Could you output only the lines from the one containing "# enabled = false" through the last line of the data, both included?

[Records for the exercise — start]

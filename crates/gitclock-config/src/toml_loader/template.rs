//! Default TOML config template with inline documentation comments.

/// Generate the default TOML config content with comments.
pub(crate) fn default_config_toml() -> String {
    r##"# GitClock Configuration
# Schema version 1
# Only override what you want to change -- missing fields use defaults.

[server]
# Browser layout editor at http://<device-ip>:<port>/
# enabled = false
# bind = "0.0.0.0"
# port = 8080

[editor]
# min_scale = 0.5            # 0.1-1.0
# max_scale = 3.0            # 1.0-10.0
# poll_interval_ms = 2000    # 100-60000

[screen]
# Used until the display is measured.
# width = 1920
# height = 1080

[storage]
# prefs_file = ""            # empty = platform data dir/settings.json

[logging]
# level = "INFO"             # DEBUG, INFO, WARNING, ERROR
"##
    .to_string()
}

[Records for the exercise — finish]

▶ _Reply to the task_:
# enabled = false
# bind = "0.0.0.0"
# port = 8080

[editor]
# min_scale = 0.5            # 0.1-1.0
# max_scale = 3.0            # 1.0-10.0
# poll_interval_ms = 2000    # 100-60000

[screen]
# Used until the display is measured.
# width = 1920
# height = 1080

[storage]
# prefs_file = ""            # empty = platform data dir/settings.json

[logging]
# level = "INFO"             # DEBUG, INFO, WARNING, ERROR
"##
    .to_string()
}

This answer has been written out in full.